Promoting better sanitation, hygiene and health in Uganda: Chailla’s Story - GOAL Global Skip to content

Promoting better sanitation, hygiene and health in Uganda: Chailla’s Story

 

November 19, 2022 • 3 min read

This World Toilet Day (19th November) GOAL is committed to ensuring that vulnerable communities have access to the right information on hygiene and sanitation to prevent disease and help save lives.

Sixty-four-year-old Chailla had never used a toilet. Like most people in Lodoi Village, Ik County in northern Uganda, he and his family used nearby bushes to answer nature’s call.

Chailla is an elder in his community of over 160 people, and says that for many years, his family suffered constant outbreaks of diarrhoea. He was unaware that recurring illness was caused by open defecation in the bushes around his home.

“We were unaware of the dangers of using the bushes behind our house. My family had frequent diarrhoea outbreaks because of the faecal matter which was by now smelling all over the home,” he says. “Whenever it rained, it became unbearable.”

Inspired to Make a Change

Things began to change for Chailla and his family when a team from the Karamoja Peace and Development Agency (KAPDA) visited the village. The team held a series of workshops with community members on the importance of proper hygiene and sanitation with support from GOAL under the Sustainable Water, Sanitation and Hygiene (SWASH), funded by Charity: Water.

During the workshops, Chailla learned about the harmful impact of open defecation, as well as hygiene related diseases like cholera and diarrhoea. He was inspired to make a change. The information he received during the workshops empowered and motivated him to start constructing his own latrine (toilet) at home. To lead by example in his community.

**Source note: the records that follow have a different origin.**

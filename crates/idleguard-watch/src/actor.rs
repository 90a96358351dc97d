//! Watch actor: an isolated Tokio task that owns one session's timers.
//!
//! Each watch runs in its own task, communicating with the outside world
//! through an mpsc channel. The task owns the [`Session`], the
//! [`WatchMachine`], the inactivity timer, the countdown ticker and any
//! in-flight renewal; nothing else can touch them.

use std::fmt;
use std::future;
use std::sync::Arc;
use std::sync::atomic::{AtomicU64, Ordering};

use idleguard_activity::{ActivitySink, InteractionKind};
use idleguard_session::{
    CredentialRefresher, LogoutEffect, LogoutOnce, RenewalAttempt, RenewalCoordinator,
    RenewalResult, RenewalTask, Session,
};
use idleguard_timer::{CountdownTicker, InactivityTimer};
use idleguard_token::LifetimeParser;
use tokio::sync::{mpsc, watch};
use tokio::task::JoinHandle;
use tracing::{Instrument, debug, info, info_span, trace, warn};

use crate::{
    Effect, Event, Phase, WarningPresenter, WatchConfig, WatchError, WatchMachine, WatchStatus,
};

static NEXT_WATCH_ID: AtomicU64 = AtomicU64::new(1);

/// Identifies one watch (one login) in logs and errors.
#[derive(Debug, Clone, Copy, PartialEq, Eq, Hash)]
pub struct WatchId(pub u64);

impl WatchId {
    /// Allocates a process-unique id.
    pub fn next() -> Self {
        Self(NEXT_WATCH_ID.fetch_add(1, Ordering::Relaxed))
    }
}

impl fmt::Display for WatchId {
    fn fmt(&self, f: &mut fmt::Formatter<'_>) -> fmt::Result {
        write!(f, "W-{}", self.0)
    }
}

/// Commands sent to a watch actor through its channel.
#[derive(Debug)]
pub(crate) enum WatchCommand {
    /// Start monitoring (the session reached a tracked route).
    Activate,
    /// The user interacted with the page.
    Activity(InteractionKind),
    /// "Log out now" on the warning.
    ConfirmLogout,
    /// "Continue" on the warning.
    ContinueSession,
    /// Silent renewal requested by the host.
    RenewNow,
}

impl WatchCommand {
    fn into_event(self) -> Event {
        match self {
            Self::Activate => Event::Activate,
            Self::Activity(kind) => {
                trace!(%kind, "activity");
                Event::ActivityDetected
            }
            Self::ConfirmLogout => Event::ConfirmLogout,
            Self::ContinueSession => Event::ContinueSession,
            Self::RenewNow => Event::RenewRequested,
        }
    }
}

/// Handle to a running watch actor.
///
/// Cheap to clone: an unbounded sender plus a status receiver. Sending
/// never waits, so activity can be reported from synchronous code.
#[derive(Clone)]
pub struct WatchHandle {
    watch_id: WatchId,
    sender: mpsc::UnboundedSender<WatchCommand>,
    status: watch::Receiver<WatchStatus>,
}

impl WatchHandle {
    pub fn watch_id(&self) -> WatchId {
        self.watch_id
    }

    /// Starts monitoring. A no-op unless the watch is `Idle`.
    pub fn activate(&self) -> Result<(), WatchError> {
        self.send(WatchCommand::Activate)
    }

    /// Reports user activity.
    pub fn activity(&self, kind: InteractionKind) -> Result<(), WatchError> {
        self.send(WatchCommand::Activity(kind))
    }

    /// Delivers the warning's "log out now" intent.
    pub fn confirm_logout(&self) -> Result<(), WatchError> {
        self.send(WatchCommand::ConfirmLogout)
    }

    /// Delivers the warning's "continue" intent.
    pub fn continue_session(&self) -> Result<(), WatchError> {
        self.send(WatchCommand::ContinueSession)
    }

    /// Requests a silent renewal.
    pub fn renew_now(&self) -> Result<(), WatchError> {
        self.send(WatchCommand::RenewNow)
    }

    /// The most recently published status.
    pub fn status(&self) -> WatchStatus {
        *self.status.borrow()
    }

    /// A receiver notified on every status change.
    pub fn subscribe(&self) -> watch::Receiver<WatchStatus> {
        self.status.clone()
    }

    /// Whether the actor has stopped.
    pub fn is_closed(&self) -> bool {
        self.sender.is_closed()
    }

    fn send(&self, cmd: WatchCommand) -> Result<(), WatchError> {
        self.sender
            .send(cmd)
            .map_err(|_| WatchError::Unavailable(self.watch_id))
    }
}

impl fmt::Debug for WatchHandle {
    fn fmt(&self, f: &mut fmt::Formatter<'_>) -> fmt::Result {
        f.debug_struct("WatchHandle")
            .field("watch_id", &self.watch_id)
            .field("closed", &self.is_closed())
            .finish()
    }
}

impl ActivitySink for WatchHandle {
    fn activity_detected(&self, kind: InteractionKind) {
        if self.activity(kind).is_err() {
            trace!(watch_id = %self.watch_id, "activity after watch stopped, dropped");
        }
    }
}

/// Owns the watch task. Aborts it when dropped.
#[derive(Debug)]
pub struct WatchTask {
    watch_id: WatchId,
    handle: JoinHandle<()>,
}

impl WatchTask {
    /// Stops the watch immediately. Its timers and any in-flight renewal
    /// are dropped with it; no logout is performed.
    pub fn abort(&self) {
        if !self.handle.is_finished() {
            debug!(watch_id = %self.watch_id, "watch aborted");
        }
        self.handle.abort();
    }

    /// Whether the task has exited.
    pub fn is_finished(&self) -> bool {
        self.handle.is_finished()
    }
}

impl Drop for WatchTask {
    fn drop(&mut self) {
        self.handle.abort();
    }
}

/// The collaborators a watch needs besides its session.
pub struct WatchContext<R, L, P> {
    /// Performs renewals.
    pub renewal: RenewalCoordinator<R>,
    /// Shared at-most-once logout.
    pub logout: LogoutOnce<L>,
    /// Warning view.
    pub presenter: Arc<P>,
    /// Derives the budget from renewed access tokens.
    pub parser: LifetimeParser,
}

/// The internal actor state. Runs inside a Tokio task.
struct WatchActor<R, L, P> {
    session: Session,
    machine: WatchMachine,
    timer: InactivityTimer,
    ticker: CountdownTicker,
    renewal: Option<RenewalTask>,
    ctx: WatchContext<R, L, P>,
    receiver: mpsc::UnboundedReceiver<WatchCommand>,
    status: watch::Sender<WatchStatus>,
}

impl<R, L, P> WatchActor<R, L, P>
where
    R: CredentialRefresher,
    L: LogoutEffect,
    P: WarningPresenter,
{
    /// Runs the actor loop until the session ends or every handle is gone.
    async fn run(mut self) {
        info!(
            budget_ms = self.session.inactivity_budget_ms(),
            "watch started"
        );

        loop {
            // Biased: an intent queued in the same turn as the last tick
            // is applied first.
            let event = tokio::select! {
                biased;
                cmd = self.receiver.recv() => match cmd {
                    Some(cmd) => cmd.into_event(),
                    None => {
                        debug!("all handles dropped");
                        break;
                    }
                },
                attempt = next_renewal(&mut self.renewal) => self.finish_renewal(attempt),
                at = self.timer.fired() => Event::InactivityTimeout { now: at },
                tick = self.ticker.wait_for_tick() => Event::CountdownTick { now: tick.at },
            };

            let effects = self.machine.handle(event);
            self.apply(effects);
            self.publish();

            if self.machine.phase() == Phase::Terminated {
                break;
            }
        }

        self.timer.cancel();
        self.ticker.stop();
        info!(phase = %self.machine.phase(), "watch stopped");
    }

    fn finish_renewal(&mut self, attempt: RenewalAttempt) -> Event {
        match attempt.result {
            RenewalResult::Success(tokens) => {
                let budget = self
                    .ctx
                    .renewal
                    .commit(&mut self.session, tokens, &self.ctx.parser);
                Event::RenewalSucceeded { budget }
            }
            RenewalResult::Failure(e) => {
                warn!(error = %e, "renewal failed, logging out");
                Event::RenewalFailed
            }
        }
    }

    fn apply(&mut self, effects: Vec<Effect>) {
        for effect in effects {
            match effect {
                Effect::ArmInactivityTimer(delay) => {
                    self.timer.arm(delay);
                }
                Effect::CancelInactivityTimer => {
                    self.timer.cancel();
                }
                Effect::StartCountdown => {
                    self.ticker.start();
                }
                Effect::StopCountdown => {
                    self.ticker.stop();
                }
                // Once the session is logged out or retired the view
                // belongs to whoever comes next.
                Effect::ShowWarning { remaining } => {
                    if !self.ctx.logout.has_fired() {
                        self.ctx.presenter.show(remaining);
                    }
                }
                Effect::HideWarning => {
                    if !self.ctx.logout.has_fired() {
                        self.ctx.presenter.hide();
                    }
                }
                Effect::BeginRenewal => {
                    let token = self.session.refresh_token().to_string();
                    self.renewal = Some(self.ctx.renewal.spawn(token));
                }
                Effect::AbortRenewal => {
                    self.renewal = None;
                }
                Effect::Logout(reason) => {
                    self.ctx.logout.fire(reason);
                }
            }
        }
    }

    fn publish(&self) {
        let next = self.machine.status();
        self.status.send_if_modified(|current| {
            if *current == next {
                return false;
            }
            *current = next;
            true
        });
    }
}

/// Resolves with the in-flight renewal, or never if there is none.
///
/// Cancel-safe: if the select drops this future the task stays in `slot`.
async fn next_renewal(slot: &mut Option<RenewalTask>) -> RenewalAttempt {
    match slot {
        Some(task) => {
            let attempt = task.await;
            *slot = None;
            attempt
        }
        None => future::pending().await,
    }
}

/// Spawns a watch for `session` and returns a handle plus the owning task.
///
/// The watch starts `Idle`; call [`WatchHandle::activate`] once the session
/// is on a tracked route. Must be called from within a Tokio runtime.
pub fn spawn_watch<R, L, P>(
    watch_id: WatchId,
    session: Session,
    config: &WatchConfig,
    ctx: WatchContext<R, L, P>,
) -> (WatchHandle, WatchTask)
where
    R: CredentialRefresher,
    L: LogoutEffect,
    P: WarningPresenter,
{
    let (tx, rx) = mpsc::unbounded_channel();
    let machine = WatchMachine::new(session.inactivity_budget(), config.warning_lead());
    let (status_tx, status_rx) = watch::channel(machine.status());

    let span = info_span!(
        "watch",
        watch_id = %watch_id,
        user = session.current_user().map(tracing::field::display),
    );

    let actor = WatchActor {
        session,
        machine,
        timer: InactivityTimer::new(),
        ticker: CountdownTicker::new(config.tick_resolution()),
        renewal: None,
        ctx,
        receiver: rx,
        status: status_tx,
    };

    let handle = tokio::spawn(actor.run().instrument(span));

    (
        WatchHandle {
            watch_id,
            sender: tx,
            status: status_rx,
        },
        WatchTask { watch_id, handle },
    )
}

“I started by digging the pit, raised the latrine structure, and finally thatched it. I then did the mud walls together with my family,” he says.

“As an elder in my community, I felt the need to make a latrine, and other families are planning to construct theirs. I didn’t want to go back to the regular suffering that my family had experienced.”

Positive Impact in the Community

Other community members soon started emulating what Chailla had done by constructing their own pit latrines, including his neighbour, Alex.

“Chailla is our elder is this village and once I saw him start constructing his pit latrine, I did not want to continue to use the bushes. I started constructing my own latrine,” says 24-year-old Alex.

Alex with his newly constructed latrine.

Another neighbour, 29-year-old Paul, says he was inspired to construct his own pit latrine after seeing what Chailla had done for his family.

“I realised that using the bush was not only endangering me, but my entire community,” he says.

Chailla is proud of his community and wants to ensure that everyone can be as healthy as possible.

“I would like to thank GOAL and KAPDA for bringing this message to my village. I continue to encourage my fellow community members to adopt latrines so that we can be saved from poor health and disease.”

Chailla’s neighbour Paul with his new latrine.

WASH in Uganda

Since 2015, GOAL has worked with over 700 villages in the districts of Bugiri and Namayingo, eastern sub-region. In 2021, more than 174 boreholes were rehabilitated and 594 stand-pump boreholes were constructed. In local schools, over 40 latrine blocks were built, leading to healthier, happier outcomes for children and families. Working together, these communities have since been certified as being Open Defecation Free (ODF).

World Toilet Day

World Toilet Day (19th November) promotes taking action to improve sanitation around the world and to achieve Sustainable Development Goal 6: Water and Sanitation for All by 2030. Today, 3.6 billion people around the world cannot access adequate sanitation facilities, impacting health and polluting the environment.

The World Toilet Day 2022 campaign, with the theme ‘Making the Invisible Visible’, focuses on improving sanitation so that human waste does not spread into rivers, lakes and soil, polluting underground water sources.